Он сгреб мои волосы на затылке рукой и толкнул вперед. Я успел повернуть голову, чтобы спасти от перелома нос. Еще одна вспышка в голове, кожа на щеке содралась. Мысленно я потянулся к усевшемуся у меня на спине человеку. Это ведь просто — отшвырнуть, приподнять, отодвинуть — хоть что-то! Но я будто ловил угря мыльными руками в темноте.
Борис смеялся надо мной, чувствуя то же самое. Но он выдержал пятнадцать лет в психиатрической клинике, где каждый миг жизни был пропитан безысходностью, где в каждом звуке, скрипе койки, дуновении ветра за окном слышалась фраза: «Твоя жизнь закончилась». Этот слабак сейчас был сильнее меня.

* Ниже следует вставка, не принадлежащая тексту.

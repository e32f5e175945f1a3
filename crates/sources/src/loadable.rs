//! Loadable - the producer capability every origin satisfies
//!
//! An origin (cloud vendor list, geo database, block list, ...) only has to
//! hand back an unordered collection of blocks. Sorting and sequential
//! delivery are the `BlockSource` adapter's job.

use ipmap_protocol::Block;

use crate::Result;

/// Producer of an unordered collection of blocks
pub trait Loadable: Send {
    /// Fetch/parse every block
    ///
    /// With `ipv4_only` set, IPv6 blocks must be left out.
    fn load(&mut self, ipv4_only: bool) -> Result<Vec<Block>>;

    /// Name of this producer for logging
    fn name(&self) -> &str;
}

impl<L: Loadable + ?Sized> Loadable for Box<L> {
    fn load(&mut self, ipv4_only: bool) -> Result<Vec<Block>> {
        (**self).load(ipv4_only)
    }

    fn name(&self) -> &str {
        (**self).name()
    }
}

/// Blocks held in memory
#[derive(Debug, Clone)]
pub struct StaticLoadable {
    name: String,
    blocks: Vec<Block>,
}

impl StaticLoadable {
    /// Create a loadable over `blocks`
    pub fn new(name: impl Into<String>, blocks: Vec<Block>) -> Self {
        Self {
            name: name.into(),
            blocks,
        }
    }
}

impl Loadable for StaticLoadable {
    fn load(&mut self, ipv4_only: bool) -> Result<Vec<Block>> {
        let mut blocks = std::mem::take(&mut self.blocks);
        if ipv4_only {
            blocks.retain(Block::is_ipv4);
        }
        Ok(blocks)
    }

    fn name(&self) -> &str {
        &self.name
    }
}
//! Protocol error types
//!
//! Errors raised while parsing prefixes or applying the range algebra.

use std::net::IpAddr;

use thiserror::Error;

/// Errors that can occur during protocol operations
#[derive(Debug, Error)]
pub enum ProtocolError {
    /// Address or prefix text could not be parsed
    #[error("malformed range '{input}': {reason}")]
    MalformedRange { input: String, reason: String },

    /// Prefix length exceeds the width of the address family
    #[error("invalid prefix length /{prefix} for {address} (max /{max})")]
    InvalidPrefixLength { address: IpAddr, prefix: u8, max: u8 },

    /// Range endpoints belong to different address families
    #[error("address family mismatch: {first} and {last}")]
    FamilyMismatch { first: IpAddr, last: IpAddr },

    /// Range start lies after range end
    #[error("inverted range: {first} is after {last}")]
    InvertedRange { first: IpAddr, last: IpAddr },
}

impl ProtocolError {
    /// Create a malformed range error
    #[inline]
    pub fn malformed(input: impl Into<String>, reason: impl ToString) -> Self {
        Self::MalformedRange {
            input: input.into(),
            reason: reason.to_string(),
        }
    }

    /// Create an invalid prefix length error
    #[inline]
    pub fn invalid_prefix_length(address: IpAddr, prefix: u8) -> Self {
        Self::InvalidPrefixLength {
            address,
            prefix,
            max: crate::range::max_prefix_len(address),
        }
    }

    /// Create a family mismatch error
    #[inline]
    pub fn family_mismatch(first: IpAddr, last: IpAddr) -> Self {
        Self::FamilyMismatch { first, last }
    }

    /// Create an inverted range error
    #[inline]
    pub fn inverted(first: IpAddr, last: IpAddr) -> Self {
        Self::InvertedRange { first, last }
    }
}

— Представьте, что все свершилось, — сказал Харон. — Что девочка мертва. Знаете, как мне говорили в ритуальном агентстве? Все ритуалы предназначены для того, чтобы справиться с болью, создать новые воспоминания, принять факты. Я дам адрес — они действительно профессиональные ребята. У них вы можете купить гроб по размеру, или заказать изготовление, договориться о панихиде, осмотреть зал для прощаний. Постепенно у вас сложится впечатление, будто все, что происходит, — правильно, раз здесь оно поставлено на конвейер. Смиритесь. Вы вторглись во владения бога смерти, и попытались смертью ему угрожать. Простите, что вы сказали?
— Харон, — просипел я, — не бог смерти.
Он вздохнул:
— Беда с этим образованием. Все запоминают ярлыки, а не знания. Ищут абсолютных истин, ответов «да» или «нет» на вопрос «В чем смысл жизни?» Вы утомили меня. Я больше не хочу вас видеть. Если вы меня поняли — лизните, пожалуйста, асфальт, чтобы я увидел на нем след от слюны.
— Да пошел ты! — крикнул я, но Харон надавил на руку. Казалось, в суставе сейчас что-то необратимо порвется. Боль застила глаза, и я сам не заметил, как коснулся языком асфальта. Возможно, это сделал, сжалившись надо мной, Борис.
Потом пришло облегчение. Удалялись шаги Харона, хлопнула тяжелая дверь.
Стараясь не тревожить онемевшую, будто чужую руку, я сел, прислонился спиной к бамперу «Крайслера». И только тут обратил внимание на этот звук, боль от которого перевесила все пережитые страдания и унижения. Элеонора смеялась. Смотрела на меня, избитого и уничтоженного, и хохотала, как ребенок.